■ **What the task requires**:
Scan the records beneath this line for the line holding "self.pending_requests.lock().push(request.clone());" and the line holding "Permission, once: bool)", then transcribe exactly those two and all lines between.

(Stored entries)
*-*-*

impl PermissionManager {
    pub fn new() -> Self {
        Self {
            apps: IrqSafeMutex::new(BTreeMap::new()),
            pending_requests: IrqSafeMutex::new(Vec::new()),
            next_request_id: AtomicU64::new(1),
            request_callback: IrqSafeMutex::new(None),
        }
    }

    /// Register an application
    pub fn register_app(&self, app_id: &str, app_name: &str, app_path: &str) {
        let mut apps = self.apps.lock();
        if !apps.contains_key(app_id) {
            apps.insert(
                app_id.to_string(),
                AppPermissions::new(app_id, app_name, app_path),
            );
        }
    }

    /// Unregister an application
    pub fn unregister_app(&self, app_id: &str) {
        self.apps.lock().remove(app_id);
    }

    /// Check if permission is granted for an app
    pub fn check_permission(&self, app_id: &str, permission: Permission) -> PermissionState {
        self.apps.lock()
            .get(app_id)
            .map(|app| app.get_state(permission))
            .unwrap_or(PermissionState::NotDetermined)
    }

    /// Request permission (returns immediately, result via callback)
    pub fn request_permission(
        &self,
        app_id: &str,
        app_name: &str,
        permission: Permission,
        pid: u64,
    ) -> PermissionResult {
        // Check current state
        let current_state = self.check_permission(app_id, permission);

        match current_state {
            PermissionState::Granted => PermissionResult::Granted,
            PermissionState::GrantedOnce => PermissionResult::Granted,
            PermissionState::Denied => PermissionResult::Denied,
            PermissionState::Restricted => PermissionResult::Denied,
            PermissionState::NotDetermined => {
                // Create pending request
                let request = PermissionRequest {
                    id: self.next_request_id.fetch_add(1, Ordering::SeqCst),
                    app_id: app_id.to_string(),
                    app_name: app_name.to_string(),
                    permission,
                    timestamp: crate::time::realtime().tv_sec as u64,
                    pid,
                };

                self.pending_requests.lock().push(request.clone());

                // Notify UI
                if let Some(callback) = *self.request_callback.lock() {
                    callback(&request);
                }

                PermissionResult::Pending
            }
        }
    }

    /// Grant permission (called from UI/policy)
    pub fn grant_permission(&self, app_id: &str, permission: Permission, once: bool) {
        let mut apps = self.apps.lock();

        if let Some(app) = apps.get_mut(app_id) {
            app.set_state(
                permission,
                if once { PermissionState::GrantedOnce } else { PermissionState::Granted },
            );
        }

        // Remove from pending
        self.pending_requests.lock().retain(|r| {
            !(r.app_id == app_id && r.permission == permission)
        });

        crate::kprintln!("permission: Granted {:?} to {}{}",
            permission, app_id, if once { " (once)" } else { "" });
    }

    /// Deny permission
    pub fn deny_permission(&self, app_id: &str, permission: Permission) {
        let mut apps = self.apps.lock();

        if let Some(app) = apps.get_mut(app_id) {
            app.set_state(permission, PermissionState::Denied);
        }

        // Remove from pending
        self.pending_requests.lock().retain(|r| {
            !(r.app_id == app_id && r.permission == permission)
        });

        crate::kprintln!("permission: Denied {:?} to {}", permission, app_id);
    }

    /// Revoke permission
    pub fn revoke_permission(&self, app_id: &str, permission: Permission) {
        let mut apps = self.apps.lock();

        if let Some(app) = apps.get_mut(app_id) {
            app.set_state(permission, PermissionState::NotDetermined);
        }
    }

    /// Get pending requests
    pub fn get_pending_requests(&self) -> Vec<PermissionRequest> {
        self.pending_requests.lock().clone()
    }

    /// Set permission request callback
    pub fn set_request_callback(&self, callback: fn(&PermissionRequest)) {
        *self.request_callback.lock() = Some(callback);
    }

    /// Get all permissions for an app
    pub fn get_app_permissions(&self, app_id: &str) -> Option<AppPermissions> {
        self.apps.lock().get(app_id).cloned()
    }

    /// List all registered apps
    pub fn list_apps(&self) -> Vec<AppId> {
        self.apps.lock().keys().cloned().collect()
    }

    /// Record permission access
    pub fn record_access(&self, app_id: &str, permission: Permission) {
        let mut apps = self.apps.lock();
        if let Some(app) = apps.get_mut(app_id) {
            app.record_access(permission);
        }
    }

    /// Reset all permissions for an app
    pub fn reset_app_permissions(&self, app_id: &str) {
        let mut apps = self.apps.lock();
        if let Some(app) = apps.get_mut(app_id) {
            app.reset_all();
        }
    }

    /// Clear all "granted once" permissions (call on session end)
    pub fn clear_session_permissions(&self) {
        let mut apps = self.apps.lock();
        for app in apps.values_mut() {
            for perm in app.permissions.values_mut() {
                if perm.state == PermissionState::GrantedOnce {
                    perm.state = PermissionState::NotDetermined;
                }
            }
        }
    }

    /// Handle permission request by request ID
    pub fn handle_request(&self, request_id: u64, grant: bool, once: bool) {
        let request = {
            let requests = self.pending_requests.lock();
            requests.iter().find(|r| r.id == request_id).cloned()
        };

        if let Some(request) = request {
            if grant {
                self.grant_permission(&request.app_id, request.permission, once);
            } else {
                self.deny_permission(&request.app_id, request.permission);
            }
        }
    }
}

impl Default for PermissionManager {
    fn default() -> Self {
        Self::new()
    }
}

// ============================================================================
// Global Instance
// ============================================================================

static PERMISSION_MANAGER: Once<PermissionManager> = Once::new();

/// Initialize permission subsystem
pub fn init() {
    PERMISSION_MANAGER.call_once(PermissionManager::new);
    crate::kprintln!("permission: Application permission system initialized");
}

/// Get global permission manager
pub fn manager() -> &'static PermissionManager {
    PERMISSION_MANAGER.get().expect("Permission manager not initialized")
}

// ============================================================================
// Syscall Interface
// ============================================================================

/// Check if app has permission
pub fn sys_check_permission(app_id: &str, permission: u32) -> KResult<bool> {
    let perm = Permission::from_u32(permission)
        .ok_or(KError::Invalid)?;

    let state = manager().check_permission(app_id, perm);
    Ok(matches!(state, PermissionState::Granted | PermissionState::GrantedOnce))
}

/// Request permission from app
pub fn sys_request_permission(
    app_id: &str,
    app_name: &str,
    permission: u32,
    pid: u64,
) -> KResult<PermissionResult> {
    let perm = Permission::from_u32(permission)
        .ok_or(KError::Invalid)?;

    Ok(manager().request_permission(app_id, app_name, perm, pid))
}

/// Grant permission (admin only)
pub fn sys_grant_permission(app_id: &str, permission: u32, once: bool) -> KResult<()> {
    let perm = Permission::from_u32(permission)
        .ok_or(KError::Invalid)?;

    manager().grant_permission(app_id, perm, once);
    Ok(())
}

/// Deny permission (admin only)
pub fn sys_deny_permission(app_id: &str, permission: u32) -> KResult<()> {
    let perm = Permission::from_u32(permission)
        .ok_or(KError::Invalid)?;

    manager().deny_permission(app_id, perm);
    Ok(())
}

/// Revoke permission
pub fn sys_revoke_permission(app_id: &str, permission: u32) -> KResult<()> {
    let perm = Permission::from_u32(permission)
        .ok_or(KError::Invalid)?;

    manager().revoke_permission(app_id, perm);
    Ok(())
}

// ============================================================================
// Permission Enforcement Helpers
// ============================================================================

/// Check permission and record access if granted
pub fn check_and_record(app_id: &str, permission: Permission) -> bool {
    let mgr = manager();
    let state = mgr.check_permission(app_id, permission);

    if matches!(state, PermissionState::Granted | PermissionState::GrantedOnce) {
        mgr.record_access(app_id, permission);
        true
    } else {
        false
    }
}

/// Require permission or return error
pub fn require_permission(app_id: &str, permission: Permission) -> KResult<()> {
    if check_and_record(app_id, permission) {
        Ok(())
    } else {
        Err(KError::PermissionDenied)
    }
}

// ============================================================================
// Built-in Permission Presets
// ============================================================================

bitflags! {
    /// Permission set flags for quick checking
    #[derive(Debug, Clone, Copy, PartialEq, Eq)]
    pub struct PermissionSet: u64 {
        const CAMERA = 1 << 0;
        const MICROPHONE = 1 << 1;
        const SCREEN_RECORDING = 1 << 2;
        const LOCATION = 1 << 3;
        const CONTACTS = 1 << 4;
        const FILES = 1 << 5;
        const NETWORK = 1 << 6;
        const NOTIFICATIONS = 1 << 7;
        const BACKGROUND = 1 << 8;

        // Presets
        const NONE = 0;
        const MINIMAL = Self::NOTIFICATIONS.bits();
        const MEDIA = Self::CAMERA.bits() | Self::MICROPHONE.bits();
        const FULL_NETWORK = Self::NETWORK.bits();
    }
}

*-*-*

■ **Exercise response**:
                self.pending_requests.lock().push(request.clone());

                // Notify UI
                if let Some(callback) = *self.request_callback.lock() {
                    callback(&request);
                }

                PermissionResult::Pending
            }
        }
    }

    /// Grant permission (called from UI/policy)
    pub fn grant_permission(&self, app_id: &str, permission: Permission, once: bool) {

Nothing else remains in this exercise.